Blessed God, just make your way to me…

19 July 2008

Friday Communion Liturgy

Invitation to the Table by Jenny Howard
Friends, the realm of heaven is at hand,
here
in this circle.

Come, all who seek to be healed,
who seek to be raised,
who seek to be cleansed,
all who seek to cast out their own demons--

Come, all who seek to be reconciled
with God and with the people in their lives.
Come.

Friends, all are invited to share
in the meal of communion and reconciliation.

Prayer of Great Thanksgiving by Mieke Vandersall
And so we pray right now.
We pray prayers of great thanksgiving
for the relationships that Jesus entered into.
The relationship with the world that God
sent Jesus to heal.
The world that knew violence well
and corruption
and greed.
The world that thought they thrived
on worshipping money
and getting ahead.
The world that God chose
and showed that choosing
by the Holy Spirit breaking through
the money and corruption and greed and getting ahead
through Jesus our Christ.

And so we pray right now
prayers of thanksgiving
for Jesus
as he entered this world
and his compassion overtook
those who had little compassion with themselves.
As he entered into relationship
with people in the world
who made him very angry
and disappointed.

And so we pray right now
prayers of great thanksgiving
for Jesus
as he forgave
and healed us of all the disease
and sickness
and demons that
eat us from the inside out,
that try and rule the day
in our churches
and in our presbyteries
and in hearts.

All the demons and sickness and disease
that keep us from living
our relationships
with truth
and love
and compassion.

That keep us from living
lives of chastity
of truth
and love
and compassion
for ourselves
and for those who we love.

And so we pray right now
Prayers of great thanksgiving
for the promise
that we receive today
and every day
that God is all we need.
No need
for that which keeps us comfortable
for the comfort is not the
end goal
of our Christian journey.
Jesus did not teach us
comfort
but growth
and forgiveness
and repentance
and confession
and reconciliation.

Reconciliation of the world
back unto itself.
Reconciliation of its people
back unto the earth.
Reconciliation of us
so that we may come
into the royal realm of heaven
Singing Alleluia!

Christ,
He taught us this
in his birth
and his life
and his death
and his beating death
with new life.

Alleluia!
Amen!

Psalm 00 (double zero)

by Sharon

I am alone; part of me despairing, unreached, dwindling into a sea of uncertainty.
I bless you, oh God, for my dreams. Dreams that give comfort and hope when
nothing else does. You know my strongest desires, my hearts longings. Hear my cry.
Give me the desires of my heart. Make me whole, oh God. Let me be invigorated with
the heart beat of life that I may be among the nearness of your life giving realm, your Beloved Community where all feel how much they are worth to you.
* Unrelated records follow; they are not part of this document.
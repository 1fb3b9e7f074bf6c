//! Reduction operations and traits

use crate::errors::{NcSliceError, Result};
use ndarray::ArrayD;
use std::fmt;
use std::str::FromStr;

/// Named reductions along one dimension
#[derive(Debug, Clone, Copy, PartialEq, Eq, Hash)]
pub enum ReduceOp {
    /// Arithmetic mean
    Mean,
    /// Population standard deviation
    Std,
    /// Minimum value
    Min,
    /// Maximum value
    Max,
    /// Peak to peak, `max - min`
    Ptp,
    /// Sum of values
    Sum,
    Median,
    /// Population variance
    Var,
}

impl ReduceOp {
    /// All reductions in the order they are offered to the user
    pub const ALL: [ReduceOp; 8] = [
        Self::Mean,
        Self::Std,
        Self::Min,
        Self::Max,
        Self::Ptp,
        Self::Sum,
        Self::Median,
        Self::Var,
    ];

    /// Get the token of the operation
    #[must_use]
    pub const fn as_str(self) -> &'static str {
        match self {
            Self::Mean => "mean",
            Self::Std => "std",
            Self::Min => "min",
            Self::Max => "max",
            Self::Ptp => "ptp",
            Self::Sum => "sum",
            Self::Median => "median",
            Self::Var => "var",
        }
    }
}

impl fmt::Display for ReduceOp {
    fn fmt(&self, f: &mut fmt::Formatter<'_>) -> fmt::Result {
        f.pad(self.as_str())
    }
}

impl FromStr for ReduceOp {
    type Err = NcSliceError;

    fn from_str(s: &str) -> Result<Self> {
        Self::ALL
            .into_iter()
            .find(|op| op.as_str() == s)
            .ok_or_else(|| NcSliceError::invalid(format!("unknown reduction '{s}'")))
    }
}

/// Trait for arrays that can be reduced along an axis
pub trait StatisticalReduction<T> {
    /// Perform a reduction along the specified axis, removing it
    ///
    /// # Errors
    ///
    /// Returns an error if the axis is out of bounds for the array.
    fn reduce_along_axis(&self, axis: usize, operation: ReduceOp) -> Result<ArrayD<T>>;
}

impl StatisticalReduction<f64> for ArrayD<f64> {
    fn reduce_along_axis(&self, axis: usize, operation: ReduceOp) -> Result<ArrayD<f64>> {
        if axis >= self.ndim() {
            return Err(NcSliceError::invalid(format!(
                "Axis {axis} is out of bounds for array with {} dimensions",
                self.ndim()
            )));
        }
        Ok(super::reductions::reduce_axis(self, axis, operation))
    }
}
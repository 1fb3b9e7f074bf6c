//! Calendar-aware time decoding
//!
//! Converts numeric time coordinates with CF-style units
//! (`"days since 1950-01-01"`) into calendar datetimes for the common
//! calendars, and from there into decimal years. Packed date values such as
//! `20210701.5` with units `"day as %Y%m%d.%f"` are understood too.
//!
//! Decoding never panics; callers decide what to do with a failure.

use crate::errors::{NcSliceError, Result};
use chrono::{Datelike, NaiveDate, NaiveDateTime, Timelike};
use std::fmt;
use std::str::FromStr;

const MICROS_PER_DAY: i64 = 86_400_000_000;
/// First day of the Gregorian calendar (1582-10-15) as Julian day number
const GREGORIAN_REFORM_JDN: i64 = 2_299_161;
/// Julian day number of 0001-01-01 (proleptic Gregorian) minus one
const CE_JDN_OFFSET: i64 = 1_721_425;

const CUM_DAYS_NOLEAP: [u32; 13] = [0, 31, 59, 90, 120, 151, 181, 212, 243, 273, 304, 334, 365];
const CUM_DAYS_LEAP: [u32; 13] = [0, 31, 60, 91, 121, 152, 182, 213, 244, 274, 305, 335, 366];

/// Calendars of the CF conventions
#[derive(Debug, Clone, Copy, PartialEq, Eq)]
pub enum Calendar {
    /// Julian before 1582-10-15, Gregorian from then on
    Standard,
    ProlepticGregorian,
    Julian,
    NoLeap,
    AllLeap,
    Day360,
}

impl FromStr for Calendar {
    type Err = NcSliceError;

    fn from_str(s: &str) -> Result<Self> {
        match s.trim().to_lowercase().as_str() {
            "standard" | "gregorian" => Ok(Calendar::Standard),
            "proleptic_gregorian" => Ok(Calendar::ProlepticGregorian),
            "julian" => Ok(Calendar::Julian),
            "noleap" | "365_day" => Ok(Calendar::NoLeap),
            "all_leap" | "366_day" => Ok(Calendar::AllLeap),
            "360_day" => Ok(Calendar::Day360),
            other => Err(NcSliceError::TimeDecode(format!("unsupported calendar '{other}'"))),
        }
    }
}

impl Calendar {
    pub fn as_str(self) -> &'static str {
        match self {
            Calendar::Standard => "standard",
            Calendar::ProlepticGregorian => "proleptic_gregorian",
            Calendar::Julian => "julian",
            Calendar::NoLeap => "noleap",
            Calendar::AllLeap => "all_leap",
            Calendar::Day360 => "360_day",
        }
    }

    /// Whether `year` has a 29th of February in this calendar
    pub fn is_leap_year(self, year: i32) -> bool {
        match self {
            Calendar::ProlepticGregorian => gregorian_leap(year),
            Calendar::Julian => year.rem_euclid(4) == 0,
            Calendar::Standard => {
                if year > 1582 {
                    gregorian_leap(year)
                } else {
                    year.rem_euclid(4) == 0
                }
            }
            Calendar::NoLeap | Calendar::Day360 => false,
            Calendar::AllLeap => true,
        }
    }

    fn days_in_month(self, year: i32, month: u32) -> u32 {
        if self == Calendar::Day360 {
            return 30;
        }
        let cum = if self.is_leap_year(year) {
            &CUM_DAYS_LEAP
        } else {
            &CUM_DAYS_NOLEAP
        };
        cum[month as usize] - cum[month as usize - 1]
    }

    /// Day of the year, starting at 1
    pub fn day_of_year(self, year: i32, month: u32, day: u32) -> u32 {
        if self == Calendar::Day360 {
            return (month - 1) * 30 + day;
        }
        let cum = if self.is_leap_year(year) {
            &CUM_DAYS_LEAP
        } else {
            &CUM_DAYS_NOLEAP
        };
        cum[month as usize - 1] + day
    }

    /// Length of the year used for decimal years
    ///
    /// Fixed-length calendars use their constant; all others use the
    /// Gregorian leap rule.
    pub fn days_in_year(self, year: i32) -> f64 {
        match self {
            Calendar::Day360 => 360.0,
            Calendar::NoLeap => 365.0,
            Calendar::AllLeap => 366.0,
            Calendar::Standard | Calendar::ProlepticGregorian | Calendar::Julian => {
                if gregorian_leap(year) {
                    366.0
                } else {
                    365.0
                }
            }
        }
    }

    /// Continuous day number of a date in this calendar
    fn day_number(self, year: i32, month: u32, day: u32) -> Result<i64> {
        if !(1..=12).contains(&month) || day == 0 || day > self.days_in_month(year, month) {
            return Err(NcSliceError::TimeDecode(format!(
                "invalid {} date {year}-{month}-{day}",
                self.as_str()
            )));
        }
        let y = i64::from(year);
        match self {
            Calendar::ProlepticGregorian => gregorian_to_jdn(year, month, day),
            Calendar::Julian => Ok(julian_to_jdn(year, month, day)),
            Calendar::Standard => {
                if (year, month, day) >= (1582, 10, 15) {
                    gregorian_to_jdn(year, month, day)
                } else if (year, month, day) > (1582, 10, 4) {
                    Err(NcSliceError::TimeDecode(format!(
                        "date {year}-{month}-{day} does not exist in the standard calendar"
                    )))
                } else {
                    Ok(julian_to_jdn(year, month, day))
                }
            }
            Calendar::NoLeap => Ok(y * 365 + i64::from(CUM_DAYS_NOLEAP[month as usize - 1] + day - 1)),
            Calendar::AllLeap => Ok(y * 366 + i64::from(CUM_DAYS_LEAP[month as usize - 1] + day - 1)),
            Calendar::Day360 => Ok(y * 360 + i64::from((month - 1) * 30 + day - 1)),
        }
    }

    /// Inverse of [`Calendar::day_number`]
    fn date_from_day_number(self, n: i64) -> Result<(i32, u32, u32)> {
        match self {
            Calendar::ProlepticGregorian => jdn_to_gregorian(n),
            Calendar::Julian => Ok(jdn_to_julian(n)),
            Calendar::Standard => {
                if n >= GREGORIAN_REFORM_JDN {
                    jdn_to_gregorian(n)
                } else {
                    Ok(jdn_to_julian(n))
                }
            }
            Calendar::NoLeap => Ok(split_fixed_year(n, 365, &CUM_DAYS_NOLEAP)),
            Calendar::AllLeap => Ok(split_fixed_year(n, 366, &CUM_DAYS_LEAP)),
            Calendar::Day360 => {
                let year = n.div_euclid(360) as i32;
                let doy = n.rem_euclid(360) as u32;
                Ok((year, doy / 30 + 1, doy % 30 + 1))
            }
        }
    }
}

fn gregorian_leap(year: i32) -> bool {
    (year % 4 == 0 && year % 100 != 0) || year % 400 == 0
}

fn gregorian_to_jdn(year: i32, month: u32, day: u32) -> Result<i64> {
    let date = NaiveDate::from_ymd_opt(year, month, day)
        .ok_or_else(|| NcSliceError::TimeDecode(format!("invalid date {year}-{month}-{day}")))?;
    Ok(i64::from(date.num_days_from_ce()) + CE_JDN_OFFSET)
}

fn jdn_to_gregorian(jdn: i64) -> Result<(i32, u32, u32)> {
    let days = i32::try_from(jdn - CE_JDN_OFFSET)
        .map_err(|_| NcSliceError::TimeDecode(format!("day number {jdn} out of range")))?;
    let date = NaiveDate::from_num_days_from_ce_opt(days)
        .ok_or_else(|| NcSliceError::TimeDecode(format!("day number {jdn} out of range")))?;
    Ok((date.year(), date.month(), date.day()))
}
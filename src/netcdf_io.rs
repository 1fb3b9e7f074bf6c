//! NetCDF backend
//!
//! This module opens NetCDF files and exposes their groups through
//! [`DatasetHandle`], reading hyperslabs straight from the file so that only
//! the selected part of a variable is loaded.

use crate::data_source::{AttrValue, DatasetHandle, DimensionInfo, ElementType, FileEntry, VariableInfo};
use crate::errors::{NcSliceError, Result};
use ndarray::{ArrayD, IxDyn};
use netcdf::{AttributeValue, Extent, Extents, File, Group, Variable};
use std::collections::BTreeMap;
use std::ops::Range;
use std::path::Path;
use tracing::{debug, warn};

/// Open every file in `paths` read-only
///
/// # Errors
///
/// Returns an error if any file cannot be opened.
pub fn open_files<P: AsRef<Path>>(paths: &[P]) -> Result<Vec<File>> {
    paths
        .iter()
        .map(|p| {
            let file = netcdf::open(p.as_ref())?;
            debug!(path = %p.as_ref().display(), "opened NetCDF file");
            Ok(file)
        })
        .collect()
}

/// Borrow an opened file as a root handle plus its first-level groups
///
/// # Errors
///
/// Returns an error if the group structure cannot be read.
pub fn file_entry(file: &File) -> Result<FileEntry<'_>> {
    let root = file
        .root()
        .ok_or_else(|| NcSliceError::Generic("file has no root group".to_string()))?;
    let groups = file
        .groups()?
        .map(|g| {
            let name = g.name();
            (name, Box::new(NcGroupHandle::new(g)) as Box<dyn DatasetHandle + '_>)
        })
        .collect();
    Ok(FileEntry {
        root: Box::new(NcGroupHandle::new(root)),
        groups,
    })
}

/// [`DatasetHandle`] over one NetCDF group (the root group for plain files)
pub struct NcGroupHandle<'f> {
    group: Group<'f>,
}

impl<'f> NcGroupHandle<'f> {
    pub fn new(group: Group<'f>) -> Self {
        Self { group }
    }

    fn nc_variable(&self, name: &str) -> Result<Variable<'_>> {
        self.group
            .variable(name)
            .ok_or_else(|| NcSliceError::VariableNotFound {
                var: name.to_string(),
            })
    }
}

impl DatasetHandle for NcGroupHandle<'_> {
    fn dimensions(&self) -> Vec<DimensionInfo> {
        self.group
            .dimensions()
            .map(|d| DimensionInfo {
                name: d.name(),
                length: d.len(),
                is_unlimited: d.is_unlimited(),
            })
            .collect()
    }

    fn variable_names(&self) -> Vec<String> {
        self.group.variables().map(|v| v.name()).collect()
    }

    fn variable(&self, name: &str) -> Option<VariableInfo> {
        self.group.variable(name).map(|v| variable_info(&v))
    }

    fn read(&self, name: &str, ranges: &[Range<usize>]) -> Result<ArrayD<f64>> {
        let var = self.nc_variable(name)?;
        let shape: Vec<usize> = var.dimensions().iter().map(|d| d.len()).collect();
        if ranges.len() != shape.len() {
            return Err(NcSliceError::invalid(format!(
                "{} ranges given for variable '{name}' of rank {}",
                ranges.len(),
                shape.len()
            )));
        }
        if shape.is_empty() {
            let values: Vec<f64> = var.get_values::<f64, _>(..)?;
            return Ok(ArrayD::from_shape_vec(IxDyn(&[]), values)?);
        }

        let extents: Vec<Extent> = ranges.iter().map(|r| r.clone().into()).collect();
        let values: Vec<f64> = var.get_values::<f64, _>(Extents::from(extents))?;
        let out_shape: Vec<usize> = ranges.iter().map(|r| r.end - r.start).collect();
        Ok(ArrayD::from_shape_vec(IxDyn(&out_shape), values)?)
    }
}

/// Collect the metadata of a NetCDF variable
///
/// Attributes that cannot be read or converted are left out.
pub fn variable_info(var: &Variable) -> VariableInfo {
    let dimensions = var
        .dimensions()
        .iter()
        .map(|d| DimensionInfo {
            name: d.name(),
            length: d.len(),
            is_unlimited: d.is_unlimited(),
        })
        .collect();

    let mut attributes = BTreeMap::new();
    for attr in var.attributes() {
        match attr.value() {
            Ok(value) => {
                if let Some(v) = convert_attribute(value) {
                    attributes.insert(attr.name().to_string(), v);
                }
            }
            Err(e) => {
                warn!(variable = %var.name(), attribute = %attr.name(), "unreadable attribute: {e}");
            }
        }
    }

    VariableInfo {
        name: var.name(),
        element_type: ElementType::from_type_name(&format!("{:?}", var.vartype())),
        dimensions,
        attributes,
    }
}

fn numbers<T: Copy + Into<f64>>(values: &[T]) -> AttrValue {
    AttrValue::Numbers(values.iter().map(|&v| v.into()).collect())
}

/// Map a NetCDF attribute value onto [`AttrValue`]
#[allow(clippy::cast_precision_loss)]
pub fn convert_attribute(value: AttributeValue) -> Option<AttrValue> {
    let converted = match value {
        AttributeValue::Str(s) => AttrValue::Text(s),
        AttributeValue::Strs(ss) => AttrValue::Text(ss.join(" ")),
        AttributeValue::Uchar(v) => numbers(&[v]),
        AttributeValue::Uchars(v) => numbers(&v),
        AttributeValue::Schar(v) => numbers(&[v]),
        AttributeValue::Schars(v) => numbers(&v),
        AttributeValue::Ushort(v) => numbers(&[v]),
        AttributeValue::Ushorts(v) => numbers(&v),
        AttributeValue::Short(v) => numbers(&[v]),
        AttributeValue::Shorts(v) => numbers(&v),
        AttributeValue::Uint(v) => numbers(&[v]),
        AttributeValue::Uints(v) => numbers(&v),
        AttributeValue::Int(v) => numbers(&[v]),
        AttributeValue::Ints(v) => numbers(&v),
        AttributeValue::Ulonglong(v) => AttrValue::Numbers(vec![v as f64]),
        AttributeValue::Ulonglongs(v) => AttrValue::Numbers(v.iter().map(|&x| x as f64).collect()),
        AttributeValue::Longlong(v) => AttrValue::Numbers(vec![v as f64]),
        AttributeValue::Longlongs(v) => AttrValue::Numbers(v.iter().map(|&x| x as f64).collect()),
        AttributeValue::Float(v) => numbers(&[v]),
        AttributeValue::Floats(v) => numbers(&v),
        AttributeValue::Double(v) => AttrValue::Numbers(vec![v]),
        AttributeValue::Doubles(v) => AttrValue::Numbers(v),
        #[allow(unreachable_patterns)]
        _ => return None,
    };
    Some(converted)
}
But I am between the closet of stifling fear and the window of opportunity where my feelings can be valued and cherished. I want to like myself the way that I am, to accept my feelings as rare pearls. But these pearls so often get thrown to swine. The ones who do not know or understand me condemn my feelings and encourage me to bury them in the mud. They would rather suffocate me than to bear the discomfort of difference. In denying the stranger in me, they deny the stranger in themselves. Jesus, let us not deny you in ourselves or in others but sync into your well of life.

To the Church

You built a tent around me when I was very small
You brought me friends and family
You gave me a house
a listening ear
You taught me strength and internal calm
I was myself and I was loved.

I learned to ask tough questions, pointed questions
Fight those battles by day,
Sink back to the margins by night.

But lately, my little island
is not a shelter from the sharp, scary monsters
It is a looser place,
the dense curtains unravel,
the light slants through and blinds me
(just for a second)

Then my eyes adjust, and I see that
though I am still at home in this place,
outside there be dragons
with faces of friends
who look in at me,
shake their heads,
and mark something down on their clipboards.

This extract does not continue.